Sul punto occorre subito rilevare che la conseguenza della morte dell’imputato, come causa estintiva del reato, è disciplinata espressamente dall’art. 69 c.p.p. vigente nel senso che il giudice, se risulta la morte, in ogni stato e grado del processo pronuncia sentenza a norma dell’art. 129 c.p.p.. Ciò comporta che il richiamo all’art. 531 c.p.p. con riguardo, in via generale, alle cause estintive del reato non è risolutivo, poichè la morte dell’imputato è disciplinata autonomamente e specificamente, al di fuori delle regole di cui all’art. 531 c.p.p., non solo con riferimento all’obbligo per il giudice di declaratoria immediata in ogni stato e grado del processo, ma anche in relazione alla possibilità – non prevista per le altre cause di estinzione del reato – di nuovo esercizio della azione penale per lo stesso fatto nei confronti della stessa persona, qualora si accerti, anche successivamente alla sentenza dibattimentale, che la morte dell’imputato è stata erroneamente dichiarata, in deroga alla disposizione di cui all’art. 649 c.p.p., in virtù del quale "l’imputato prosciolto o condannato con sentenza o decreto penale divenuto irrevocabile non può essere di nuovo sottoposto a procedimento penale per lo stesso fatto…. salvo quanto disposto dall’art. 69 c.p.p., comma 2, e art. 345 c.p.p." e cioè per i casi in cui si accerti che l’imputato era stato dichiarato erroneamente morto ovvero sopravvenga la condizione di procedibilità in precedenza non esistente o non rilevata.
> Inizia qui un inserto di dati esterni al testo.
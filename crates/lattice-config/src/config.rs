//! Configuration structs with defaults and RON persistence.

use std::path::{Path, PathBuf};

use serde::{Deserialize, Serialize};

use crate::error::ConfigError;

/// File name inside the config directory.
pub const CONFIG_FILE: &str = "config.ron";

/// Top-level client configuration.
#[derive(Debug, Clone, Default, Serialize, Deserialize, PartialEq)]
#[serde(default)]
pub struct Config {
    /// Dimension shape and world-side switches.
    pub world: WorldConfig,
    /// Server connection and ingest settings.
    pub network: NetworkConfig,
    /// Debug/development settings.
    pub debug: DebugConfig,
}

/// Dimension shape and world-side switches.
#[derive(Debug, Clone, Serialize, Deserialize, PartialEq)]
#[serde(default)]
pub struct WorldConfig {
    /// Lowest block y. Must be a multiple of 16.
    pub min_y: i32,
    /// Number of block layers. Must be a positive multiple of 16.
    pub height: i32,
    /// Whether the dimension has a sky.
    pub has_skylight: bool,
    /// Compute light locally when a chunk batch carries blocks but no light.
    pub calculate_light: bool,
    /// Blend biomes with the cached noise accessor.
    pub noise_biomes: bool,
    /// Hashed seed fed to the noise accessor.
    pub biome_seed: u64,
}

/// Server connection and ingest settings.
#[derive(Debug, Clone, Serialize, Deserialize, PartialEq)]
#[serde(default)]
pub struct NetworkConfig {
    pub server_address: String,
    pub server_port: u16,
    /// Chunk radius the server is asked to send.
    pub view_distance: u32,
    /// World updates applied per second.
    pub updates_per_second: u32,
    /// Threads decoding and applying incoming chunk data.
    pub ingest_threads: usize,
}

/// Debug/development settings.
#[derive(Debug, Clone, Serialize, Deserialize, PartialEq)]
#[serde(default)]
pub struct DebugConfig {
    /// Log filter (e.g. "info", "debug,lattice_world=trace").
    pub log_level: String,
    /// Re-check packed coordinates against their unpacked parts.
    pub verify_coordinates: bool,
}

impl Default for WorldConfig {
    fn default() -> Self {
        Self {
            min_y: 0,
            height: 256,
            has_skylight: true,
            calculate_light: true,
            noise_biomes: false,
            biome_seed: 0,
        }
    }
}

impl Default for NetworkConfig {
    fn default() -> Self {
        Self {
            server_address: "127.0.0.1".to_string(),
            server_port: 25565,
            view_distance: 8,
            updates_per_second: 20,
            ingest_threads: 2,
        }
    }
}

impl Default for DebugConfig {
    fn default() -> Self {
        Self {
            log_level: "info".to_string(),
            verify_coordinates: false,
        }
    }
}

impl WorldConfig {
    /// Checks the dimension shape.
    ///
    /// # Errors
    ///
    /// Returns [`ConfigError::Invalid`] if `min_y` or `height` is not a whole
    /// number of sections, or `height` is not positive.
    pub fn validate(&self) -> Result<(), ConfigError> {
        if self.min_y % 16 != 0 {
            return Err(ConfigError::Invalid {
                field: "world.min_y",
                reason: format!("{} is not a multiple of 16", self.min_y),
            });
        }
        if self.height <= 0 || self.height % 16 != 0 {
            return Err(ConfigError::Invalid {
                field: "world.height",
                reason: format!("{} is not a positive multiple of 16", self.height),
            });
        }
        Ok(())
    }
}

// --- Load / Save / Reload ---

impl Config {
    /// Platform config directory for lattice, e.g. `~/.config/lattice`.
    pub fn default_dir() -> Result<PathBuf, ConfigError> {
        dirs::config_dir()
            .map(|dir| dir.join("lattice"))
            .ok_or(ConfigError::NoConfigDir)
    }

    /// Load config from the given directory, or create a default config file.
    pub fn load_or_create(config_dir: &Path) -> Result<Self, ConfigError> {
        let config_path = config_dir.join(CONFIG_FILE);

        if config_path.exists() {
            let config = Self::read(&config_path)?;
            log::info!("Loaded config from {}", config_path.display());
            Ok(config)
        } else {
            let config = Config::default();
            config.save(config_dir)?;
            log::info!("Created default config at {}", config_path.display());
            Ok(config)
        }
    }

    /// Save config to the given directory as `config.ron`.
    pub fn save(&self, config_dir: &Path) -> Result<(), ConfigError> {
        std::fs::create_dir_all(config_dir).map_err(ConfigError::WriteError)?;

        let pretty = ron::ser::PrettyConfig::new()
            .depth_limit(3)
            .separate_tuple_members(true)
            .enumerate_arrays(false);
        let serialized =
            ron::ser::to_string_pretty(self, pretty).map_err(ConfigError::SerializeError)?;

        std::fs::write(config_dir.join(CONFIG_FILE), serialized).map_err(ConfigError::WriteError)
    }

    /// Hot-reload: returns `Some(new_config)` if the file changed, `None` otherwise.
    pub fn reload(&self, config_dir: &Path) -> Result<Option<Self>, ConfigError> {
        let new_config = Self::read(&config_dir.join(CONFIG_FILE))?;
        if &new_config != self {
            log::info!("Config reloaded with changes");
            Ok(Some(new_config))
        } else {
            Ok(None)
        }
    }

    fn read(path: &Path) -> Result<Self, ConfigError> {
        let contents = std::fs::read_to_string(path).map_err(ConfigError::ReadError)?;
        let config: Config = ron::from_str(&contents).map_err(ConfigError::ParseError)?;
        config.world.validate()?;
        Ok(config)
    }
}
//! Time of day and weather.

use std::f64::consts::PI;

pub const TICKS_PER_DAY: i64 = 24_000;

/// Global environment state of a world.
#[derive(Clone, Copy, Debug, Default, PartialEq)]
pub struct WorldEnvironment {
    /// Time of day in ticks. Negative values freeze the daylight cycle at
    /// their absolute value.
    pub time: i64,
    /// Total ticks the world has existed.
    pub age: i64,
    /// Rain strength, 0 to 1.
    pub rain: f32,
    /// Thunder strength, 0 to 1.
    pub thunder: f32,
    pub hardcore: bool,
}

impl WorldEnvironment {
    /// One world tick. A frozen (negative) time does not advance.
    pub fn advance(&mut self) {
        self.age += 1;
        if self.time >= 0 {
            self.time += 1;
        }
    }

    /// Sun position in `0..1`; 0 at noon, 0.5 at midnight.
    pub fn sky_angle(&self) -> f64 {
        let day = self.time.unsigned_abs() as f64 / TICKS_PER_DAY as f64 - 0.25;
        let fraction = day - day.floor();
        let angle = 0.5 - (fraction * PI).cos() / 2.0;
        (fraction * 2.0 + angle) / 3.0
    }

    /// Brightness multiplier for sky light, `0.2..=1.0`.
    pub fn light_base(&self) -> f64 {
        let mut base = 1.0 - ((self.sky_angle() * 2.0 * PI).cos() * 2.0 + 0.2);
        base = 1.0 - base.clamp(0.0, 1.0);
        let rain = f64::from(self.rain);
        let thunder = f64::from(self.thunder);
        base *= 1.0 - rain * 5.0 / 16.0;
        base *= 1.0 - thunder * rain * 5.0 / 16.0;
        base * 0.8 + 0.2
    }
}

// ---------------------------------------------------------------------------
// Tests
// ---------------------------------------------------------------------------

#[cfg(test)]
mod tests {
    use super::*;

    fn at(time: i64) -> WorldEnvironment {
        WorldEnvironment {
            time,
            ..Default::default()
        }
    }

    #[test]
    fn test_noon_is_brightest_and_midnight_darkest() {
        let noon = at(6_000);
        let midnight = at(18_000);
        assert!(noon.sky_angle().abs() < 1e-9, "{}", noon.sky_angle());
        assert!((midnight.sky_angle() - 0.5).abs() < 1e-9);
        assert!((noon.light_base() - 1.0).abs() < 1e-9);
        assert!((midnight.light_base() - 0.2).abs() < 1e-9);
    }

    #[test]
    fn test_rain_dims_daylight() {
        let clear = at(6_000);
        let rainy = WorldEnvironment { rain: 1.0, ..clear };
        let stormy = WorldEnvironment { thunder: 1.0, ..rainy };
        assert!(rainy.light_base() < clear.light_base());
        assert!(stormy.light_base() < rainy.light_base());
        assert!(stormy.light_base() >= 0.2);
    }

    #[test]
    fn test_frozen_time_does_not_advance() {
        let mut environment = at(-1_000);
        environment.advance();
        assert_eq!(environment.time, -1_000);
        assert_eq!(environment.age, 1);
        assert_eq!(environment.sky_angle(), at(1_000).sky_angle());
    }
}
Neppure ciò ha peraltro risolto definitivamente il problema, poichè l’art. 129 c.p.p., laddove prevede l’obbligo di immediata declaratoria di determinate cause di non punibilità, fra cui quelle estintive del reato, non disciplina poi espressamente il caso del dubbio sulla loro esistenza, per cui occorre ritornare alle regole di giudizio delle singole fasi processuali al fine di verificare che cosa abbia previsto il legislatore ed in particolare se sia vero, come sostenuto dalla difesa dei ricorrenti, che solo nel dibattimento il legislatore avrebbe attribuito importanza al dubbio circa la esistenza di una condizione di procedibilità (art. 529 c.p.p., comma 2) o di estinzione del reato (art. 531 c.p.p., comma 2) ovvero che il fatto sussiste, che l’imputato lo ha commesso, che il fatto costituisce reato, che il reato è stato commesso da persona imputabile (art. 530 c.p.p., comma 2) o in presenza di una causa di giustificazione (art. 530 c.p.p., comma 3), così da imporre che il procedimento, in caso di dubbio, giunga sempre alla fase dibattimentale onde concedere il massimo spazio alle garanzie difensive delle parti e dare rilievo al dubbio soltanto dopo che alle stesse è stato consentito di esperire tutte le facoltà probatorie previste dall’ordinamento.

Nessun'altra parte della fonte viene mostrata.